Exercise directions — Across all the entries below, how many lines mention the string "ProfileStore"? Respond with a single number.

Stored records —
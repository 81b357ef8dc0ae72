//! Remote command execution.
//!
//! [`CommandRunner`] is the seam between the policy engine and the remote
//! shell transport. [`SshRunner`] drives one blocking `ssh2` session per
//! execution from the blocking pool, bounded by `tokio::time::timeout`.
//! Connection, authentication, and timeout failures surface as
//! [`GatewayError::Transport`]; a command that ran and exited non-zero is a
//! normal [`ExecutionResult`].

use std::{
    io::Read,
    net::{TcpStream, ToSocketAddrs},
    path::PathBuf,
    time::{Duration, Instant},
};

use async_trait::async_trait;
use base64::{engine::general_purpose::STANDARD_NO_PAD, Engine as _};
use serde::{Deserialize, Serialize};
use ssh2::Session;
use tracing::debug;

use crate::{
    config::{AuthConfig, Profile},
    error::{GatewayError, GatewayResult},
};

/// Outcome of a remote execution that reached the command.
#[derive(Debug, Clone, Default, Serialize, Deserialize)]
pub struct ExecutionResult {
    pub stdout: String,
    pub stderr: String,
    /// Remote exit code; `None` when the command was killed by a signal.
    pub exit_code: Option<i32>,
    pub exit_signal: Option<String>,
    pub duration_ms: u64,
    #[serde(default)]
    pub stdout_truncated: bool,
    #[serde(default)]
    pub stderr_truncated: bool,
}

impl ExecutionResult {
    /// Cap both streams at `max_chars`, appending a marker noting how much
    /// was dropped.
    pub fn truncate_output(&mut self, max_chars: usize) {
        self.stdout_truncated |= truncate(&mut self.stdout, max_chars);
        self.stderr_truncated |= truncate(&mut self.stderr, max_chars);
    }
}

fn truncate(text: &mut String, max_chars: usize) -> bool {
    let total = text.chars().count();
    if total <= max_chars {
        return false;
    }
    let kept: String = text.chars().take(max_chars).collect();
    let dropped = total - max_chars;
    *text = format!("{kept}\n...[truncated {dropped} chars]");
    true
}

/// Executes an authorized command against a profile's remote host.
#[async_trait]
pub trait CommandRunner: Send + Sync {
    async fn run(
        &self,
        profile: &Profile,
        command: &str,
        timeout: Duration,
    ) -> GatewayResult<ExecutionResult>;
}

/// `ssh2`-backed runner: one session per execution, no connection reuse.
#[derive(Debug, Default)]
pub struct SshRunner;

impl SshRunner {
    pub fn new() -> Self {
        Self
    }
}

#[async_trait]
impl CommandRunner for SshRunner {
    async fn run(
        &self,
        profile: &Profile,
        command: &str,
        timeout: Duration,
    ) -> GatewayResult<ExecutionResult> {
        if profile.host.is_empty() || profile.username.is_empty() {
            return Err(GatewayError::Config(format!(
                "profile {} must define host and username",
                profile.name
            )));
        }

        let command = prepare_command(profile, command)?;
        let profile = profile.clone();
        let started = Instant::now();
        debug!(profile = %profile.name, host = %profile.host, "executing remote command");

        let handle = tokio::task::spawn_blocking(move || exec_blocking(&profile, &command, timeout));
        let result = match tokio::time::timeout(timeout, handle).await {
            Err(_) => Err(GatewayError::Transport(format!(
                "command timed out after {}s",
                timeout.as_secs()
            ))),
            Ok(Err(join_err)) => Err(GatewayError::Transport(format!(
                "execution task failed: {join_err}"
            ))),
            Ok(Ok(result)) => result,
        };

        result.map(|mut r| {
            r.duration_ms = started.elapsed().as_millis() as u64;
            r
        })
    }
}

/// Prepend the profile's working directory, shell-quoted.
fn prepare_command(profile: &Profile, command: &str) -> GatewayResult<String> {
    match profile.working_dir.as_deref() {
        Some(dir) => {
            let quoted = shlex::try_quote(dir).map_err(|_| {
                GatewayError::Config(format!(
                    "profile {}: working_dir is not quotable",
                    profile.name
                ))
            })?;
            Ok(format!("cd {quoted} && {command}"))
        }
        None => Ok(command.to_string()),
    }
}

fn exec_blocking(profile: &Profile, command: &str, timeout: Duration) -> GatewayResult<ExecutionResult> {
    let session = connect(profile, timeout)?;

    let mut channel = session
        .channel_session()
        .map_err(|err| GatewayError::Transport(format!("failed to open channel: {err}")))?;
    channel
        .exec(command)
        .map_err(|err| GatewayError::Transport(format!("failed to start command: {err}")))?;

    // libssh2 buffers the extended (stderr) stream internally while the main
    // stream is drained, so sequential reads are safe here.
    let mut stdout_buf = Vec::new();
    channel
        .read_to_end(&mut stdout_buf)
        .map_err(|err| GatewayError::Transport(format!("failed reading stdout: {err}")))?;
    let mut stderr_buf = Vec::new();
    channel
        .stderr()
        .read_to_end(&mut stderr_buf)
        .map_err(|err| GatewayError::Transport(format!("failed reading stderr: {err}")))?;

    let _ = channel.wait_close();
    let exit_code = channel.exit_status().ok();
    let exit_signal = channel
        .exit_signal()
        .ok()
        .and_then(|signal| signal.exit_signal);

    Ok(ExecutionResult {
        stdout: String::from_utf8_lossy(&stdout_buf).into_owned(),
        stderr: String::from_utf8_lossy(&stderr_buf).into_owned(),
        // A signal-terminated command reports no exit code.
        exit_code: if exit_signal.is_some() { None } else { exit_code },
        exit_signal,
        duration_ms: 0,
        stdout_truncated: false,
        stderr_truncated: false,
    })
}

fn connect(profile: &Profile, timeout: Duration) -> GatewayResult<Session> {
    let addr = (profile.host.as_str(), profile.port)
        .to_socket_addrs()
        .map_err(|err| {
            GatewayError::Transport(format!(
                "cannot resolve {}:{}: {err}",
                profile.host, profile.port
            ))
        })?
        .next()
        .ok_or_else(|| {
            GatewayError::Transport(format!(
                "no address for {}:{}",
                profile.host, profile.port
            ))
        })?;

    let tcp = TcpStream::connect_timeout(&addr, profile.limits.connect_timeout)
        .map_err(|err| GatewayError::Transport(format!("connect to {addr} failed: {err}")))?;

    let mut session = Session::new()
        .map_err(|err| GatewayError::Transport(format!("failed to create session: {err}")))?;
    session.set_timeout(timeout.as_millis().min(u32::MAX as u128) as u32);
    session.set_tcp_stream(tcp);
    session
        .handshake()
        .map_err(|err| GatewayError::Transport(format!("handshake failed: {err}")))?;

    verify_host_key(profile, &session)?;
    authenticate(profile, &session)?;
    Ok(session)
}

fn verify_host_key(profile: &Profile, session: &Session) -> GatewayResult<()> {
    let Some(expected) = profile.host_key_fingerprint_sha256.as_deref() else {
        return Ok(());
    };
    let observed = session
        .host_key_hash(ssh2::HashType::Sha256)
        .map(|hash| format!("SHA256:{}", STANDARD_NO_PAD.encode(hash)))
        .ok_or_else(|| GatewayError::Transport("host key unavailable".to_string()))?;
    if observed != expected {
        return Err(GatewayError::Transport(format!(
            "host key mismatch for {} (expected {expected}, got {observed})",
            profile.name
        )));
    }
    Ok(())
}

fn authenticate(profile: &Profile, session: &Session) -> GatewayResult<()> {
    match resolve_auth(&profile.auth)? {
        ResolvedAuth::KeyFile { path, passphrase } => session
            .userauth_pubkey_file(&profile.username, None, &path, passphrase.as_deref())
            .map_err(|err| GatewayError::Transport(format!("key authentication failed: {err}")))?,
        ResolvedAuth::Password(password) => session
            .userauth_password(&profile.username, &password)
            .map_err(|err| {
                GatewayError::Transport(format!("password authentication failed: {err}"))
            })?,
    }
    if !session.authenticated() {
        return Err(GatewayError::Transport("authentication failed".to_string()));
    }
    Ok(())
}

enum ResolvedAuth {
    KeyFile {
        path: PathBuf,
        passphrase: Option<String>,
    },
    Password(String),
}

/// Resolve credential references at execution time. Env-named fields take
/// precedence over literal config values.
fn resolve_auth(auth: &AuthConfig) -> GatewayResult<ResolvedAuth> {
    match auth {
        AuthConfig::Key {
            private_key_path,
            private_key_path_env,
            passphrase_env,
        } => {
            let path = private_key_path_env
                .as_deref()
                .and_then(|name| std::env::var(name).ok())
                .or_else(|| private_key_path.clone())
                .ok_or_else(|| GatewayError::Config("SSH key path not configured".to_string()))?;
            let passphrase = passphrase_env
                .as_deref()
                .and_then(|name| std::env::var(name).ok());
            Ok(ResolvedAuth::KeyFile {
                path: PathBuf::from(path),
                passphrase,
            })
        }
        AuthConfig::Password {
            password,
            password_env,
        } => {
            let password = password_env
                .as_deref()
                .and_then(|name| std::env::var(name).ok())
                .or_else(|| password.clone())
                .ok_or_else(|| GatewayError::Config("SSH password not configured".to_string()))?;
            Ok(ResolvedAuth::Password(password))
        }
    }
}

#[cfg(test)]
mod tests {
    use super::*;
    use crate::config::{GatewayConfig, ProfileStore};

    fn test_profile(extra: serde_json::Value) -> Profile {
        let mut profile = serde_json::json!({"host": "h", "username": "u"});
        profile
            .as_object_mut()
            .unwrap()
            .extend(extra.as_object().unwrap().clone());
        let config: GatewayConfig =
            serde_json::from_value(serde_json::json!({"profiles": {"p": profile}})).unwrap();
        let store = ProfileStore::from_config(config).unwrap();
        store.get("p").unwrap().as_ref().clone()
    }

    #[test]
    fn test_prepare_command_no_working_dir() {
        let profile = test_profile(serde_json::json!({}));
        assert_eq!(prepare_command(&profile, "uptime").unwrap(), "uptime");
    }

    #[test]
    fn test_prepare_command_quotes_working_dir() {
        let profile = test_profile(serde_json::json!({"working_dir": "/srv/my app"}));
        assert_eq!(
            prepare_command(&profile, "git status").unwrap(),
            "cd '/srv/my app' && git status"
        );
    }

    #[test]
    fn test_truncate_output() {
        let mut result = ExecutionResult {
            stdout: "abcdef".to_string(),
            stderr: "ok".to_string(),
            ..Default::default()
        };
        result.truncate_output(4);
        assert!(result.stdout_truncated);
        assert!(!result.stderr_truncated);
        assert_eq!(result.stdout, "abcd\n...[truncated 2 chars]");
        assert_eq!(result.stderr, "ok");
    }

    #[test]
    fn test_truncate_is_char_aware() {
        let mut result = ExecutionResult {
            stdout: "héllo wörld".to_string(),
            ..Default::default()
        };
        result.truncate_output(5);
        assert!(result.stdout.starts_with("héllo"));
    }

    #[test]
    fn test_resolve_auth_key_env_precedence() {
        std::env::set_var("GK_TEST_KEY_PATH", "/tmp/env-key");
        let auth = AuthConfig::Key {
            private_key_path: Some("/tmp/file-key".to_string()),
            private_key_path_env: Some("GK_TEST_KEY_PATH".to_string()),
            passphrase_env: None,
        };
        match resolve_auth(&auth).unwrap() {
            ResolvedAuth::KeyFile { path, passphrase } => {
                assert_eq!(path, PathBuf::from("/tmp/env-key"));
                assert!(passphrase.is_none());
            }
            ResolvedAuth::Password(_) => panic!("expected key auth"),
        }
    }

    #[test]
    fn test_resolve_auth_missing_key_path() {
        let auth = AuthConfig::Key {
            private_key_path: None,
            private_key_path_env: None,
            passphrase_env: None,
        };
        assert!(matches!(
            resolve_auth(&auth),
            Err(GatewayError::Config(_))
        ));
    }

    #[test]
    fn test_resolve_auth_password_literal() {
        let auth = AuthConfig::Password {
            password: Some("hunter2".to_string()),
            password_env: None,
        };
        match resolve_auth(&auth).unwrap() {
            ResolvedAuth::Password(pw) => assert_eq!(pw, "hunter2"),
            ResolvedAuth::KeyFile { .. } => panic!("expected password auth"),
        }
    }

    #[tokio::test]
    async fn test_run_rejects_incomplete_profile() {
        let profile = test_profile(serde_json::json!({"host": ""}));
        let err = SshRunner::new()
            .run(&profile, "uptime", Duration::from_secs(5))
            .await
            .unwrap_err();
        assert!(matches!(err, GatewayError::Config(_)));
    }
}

Task output — 2